Directions for this task. State the number of lines in these records that include the string "Option", and say nothing more.

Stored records
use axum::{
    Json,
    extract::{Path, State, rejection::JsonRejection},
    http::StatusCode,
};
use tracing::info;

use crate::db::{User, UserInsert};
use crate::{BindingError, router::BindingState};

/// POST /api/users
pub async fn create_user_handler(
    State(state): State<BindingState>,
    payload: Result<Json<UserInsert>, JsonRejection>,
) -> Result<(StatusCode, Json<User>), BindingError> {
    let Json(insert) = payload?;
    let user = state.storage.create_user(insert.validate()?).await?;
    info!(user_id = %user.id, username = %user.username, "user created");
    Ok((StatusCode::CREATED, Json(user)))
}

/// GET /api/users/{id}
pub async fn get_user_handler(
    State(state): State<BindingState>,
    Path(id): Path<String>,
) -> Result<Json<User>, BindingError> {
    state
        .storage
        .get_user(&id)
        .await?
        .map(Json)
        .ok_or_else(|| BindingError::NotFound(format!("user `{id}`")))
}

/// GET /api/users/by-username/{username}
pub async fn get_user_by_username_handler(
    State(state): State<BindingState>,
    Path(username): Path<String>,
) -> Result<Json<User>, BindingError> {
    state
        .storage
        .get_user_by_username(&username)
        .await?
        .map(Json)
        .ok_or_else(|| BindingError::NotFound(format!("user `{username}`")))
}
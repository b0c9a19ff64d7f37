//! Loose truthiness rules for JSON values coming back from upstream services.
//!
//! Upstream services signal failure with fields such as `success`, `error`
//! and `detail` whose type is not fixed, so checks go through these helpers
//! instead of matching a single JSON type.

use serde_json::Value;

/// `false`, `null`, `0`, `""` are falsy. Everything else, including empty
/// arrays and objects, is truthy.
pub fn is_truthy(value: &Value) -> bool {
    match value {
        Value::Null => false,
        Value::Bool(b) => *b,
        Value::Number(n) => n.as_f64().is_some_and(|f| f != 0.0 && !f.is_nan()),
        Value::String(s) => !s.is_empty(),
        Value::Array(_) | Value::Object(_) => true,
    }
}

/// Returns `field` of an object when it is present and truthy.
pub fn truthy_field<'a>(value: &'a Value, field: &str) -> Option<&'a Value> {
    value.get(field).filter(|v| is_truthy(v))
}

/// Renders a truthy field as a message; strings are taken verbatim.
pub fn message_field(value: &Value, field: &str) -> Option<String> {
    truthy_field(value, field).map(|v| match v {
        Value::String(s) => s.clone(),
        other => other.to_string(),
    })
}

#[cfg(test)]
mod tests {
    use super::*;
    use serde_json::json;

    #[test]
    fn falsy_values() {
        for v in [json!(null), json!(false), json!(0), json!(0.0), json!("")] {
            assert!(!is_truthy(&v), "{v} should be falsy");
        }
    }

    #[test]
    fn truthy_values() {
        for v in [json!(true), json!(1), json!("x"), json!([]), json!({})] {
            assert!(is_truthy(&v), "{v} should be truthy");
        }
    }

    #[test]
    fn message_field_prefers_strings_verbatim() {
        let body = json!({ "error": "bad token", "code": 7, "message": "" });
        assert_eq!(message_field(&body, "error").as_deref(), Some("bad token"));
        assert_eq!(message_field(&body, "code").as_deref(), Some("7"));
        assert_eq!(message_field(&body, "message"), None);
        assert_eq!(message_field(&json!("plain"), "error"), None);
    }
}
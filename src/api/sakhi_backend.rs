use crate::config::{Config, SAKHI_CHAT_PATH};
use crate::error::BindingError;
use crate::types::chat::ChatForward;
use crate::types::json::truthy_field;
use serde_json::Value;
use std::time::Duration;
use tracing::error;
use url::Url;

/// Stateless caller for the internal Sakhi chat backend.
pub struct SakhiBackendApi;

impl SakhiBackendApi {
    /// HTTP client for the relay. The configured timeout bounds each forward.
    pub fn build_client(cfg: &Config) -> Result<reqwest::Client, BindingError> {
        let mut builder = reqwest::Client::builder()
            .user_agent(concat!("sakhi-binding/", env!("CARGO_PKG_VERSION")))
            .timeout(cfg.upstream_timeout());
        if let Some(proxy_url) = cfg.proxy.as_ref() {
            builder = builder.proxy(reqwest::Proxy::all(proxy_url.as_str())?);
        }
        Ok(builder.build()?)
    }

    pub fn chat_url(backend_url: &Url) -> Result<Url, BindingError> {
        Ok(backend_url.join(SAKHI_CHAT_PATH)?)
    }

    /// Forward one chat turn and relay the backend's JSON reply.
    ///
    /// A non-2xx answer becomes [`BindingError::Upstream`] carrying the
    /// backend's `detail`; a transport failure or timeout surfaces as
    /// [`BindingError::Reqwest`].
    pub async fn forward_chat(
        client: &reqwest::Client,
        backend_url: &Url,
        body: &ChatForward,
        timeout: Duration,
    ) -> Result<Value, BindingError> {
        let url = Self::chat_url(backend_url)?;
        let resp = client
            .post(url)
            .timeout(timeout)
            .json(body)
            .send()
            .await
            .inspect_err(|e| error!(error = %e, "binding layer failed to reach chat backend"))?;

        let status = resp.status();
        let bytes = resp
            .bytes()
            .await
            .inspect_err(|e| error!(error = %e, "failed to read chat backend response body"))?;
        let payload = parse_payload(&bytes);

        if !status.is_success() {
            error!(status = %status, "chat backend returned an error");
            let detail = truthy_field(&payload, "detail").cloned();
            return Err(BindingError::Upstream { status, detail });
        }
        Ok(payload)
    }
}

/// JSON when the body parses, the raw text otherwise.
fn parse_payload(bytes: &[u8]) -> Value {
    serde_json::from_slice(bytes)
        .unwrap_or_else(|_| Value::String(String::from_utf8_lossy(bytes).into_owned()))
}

Written answer. 2